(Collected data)
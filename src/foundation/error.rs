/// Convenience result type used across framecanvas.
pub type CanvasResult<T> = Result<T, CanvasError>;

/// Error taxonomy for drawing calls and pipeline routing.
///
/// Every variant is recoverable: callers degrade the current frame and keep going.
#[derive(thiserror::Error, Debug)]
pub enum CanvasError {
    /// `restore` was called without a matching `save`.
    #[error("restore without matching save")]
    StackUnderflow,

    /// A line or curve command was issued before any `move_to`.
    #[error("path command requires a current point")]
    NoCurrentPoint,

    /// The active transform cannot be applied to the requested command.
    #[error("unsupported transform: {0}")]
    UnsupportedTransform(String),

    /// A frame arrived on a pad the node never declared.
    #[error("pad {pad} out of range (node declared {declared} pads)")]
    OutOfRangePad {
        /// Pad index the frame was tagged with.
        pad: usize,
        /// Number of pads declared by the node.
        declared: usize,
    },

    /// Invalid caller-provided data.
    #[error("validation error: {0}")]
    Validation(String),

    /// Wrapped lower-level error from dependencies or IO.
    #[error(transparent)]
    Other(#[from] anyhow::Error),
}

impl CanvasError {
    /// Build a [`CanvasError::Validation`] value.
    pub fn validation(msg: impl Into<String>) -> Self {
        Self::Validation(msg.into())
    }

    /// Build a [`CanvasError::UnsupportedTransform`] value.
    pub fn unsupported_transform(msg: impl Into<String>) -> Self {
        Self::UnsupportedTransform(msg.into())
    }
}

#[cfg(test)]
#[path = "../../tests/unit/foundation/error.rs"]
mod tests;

== Task directions ==
Down to the last line, reproduce the entries above precisely.

== Result of this exercise ==
filename src/foundation/error.rs
/// Convenience result type used across framecanvas.
pub type CanvasResult<T> = Result<T, CanvasError>;

/// Error taxonomy for drawing calls and pipeline routing.
///
/// Every variant is recoverable: callers degrade the current frame and keep going.
#[derive(thiserror::Error, Debug)]
pub enum CanvasError {
    /// `restore` was called without a matching `save`.
    #[error("restore without matching save")]
    StackUnderflow,

    /// A line or curve command was issued before any `move_to`.
    #[error("path command requires a current point")]
    NoCurrentPoint,

    /// The active transform cannot be applied to the requested command.
    #[error("unsupported transform: {0}")]
    UnsupportedTransform(String),

    /// A frame arrived on a pad the node never declared.
    #[error("pad {pad} out of range (node declared {declared} pads)")]
    OutOfRangePad {
        /// Pad index the frame was tagged with.
        pad: usize,
        /// Number of pads declared by the node.
        declared: usize,
    },

    /// Invalid caller-provided data.
    #[error("validation error: {0}")]
    Validation(String),

    /// Wrapped lower-level error from dependencies or IO.
    #[error(transparent)]
    Other(#[from] anyhow::Error),
}

impl CanvasError {
    /// Build a [`CanvasError::Validation`] value.
    pub fn validation(msg: impl Into<String>) -> Self {
        Self::Validation(msg.into())
    }

    /// Build a [`CanvasError::UnsupportedTransform`] value.
    pub fn unsupported_transform(msg: impl Into<String>) -> Self {
        Self::UnsupportedTransform(msg.into())
    }
}

#[cfg(test)]
#[path = "../../tests/unit/foundation/error.rs"]
mod tests;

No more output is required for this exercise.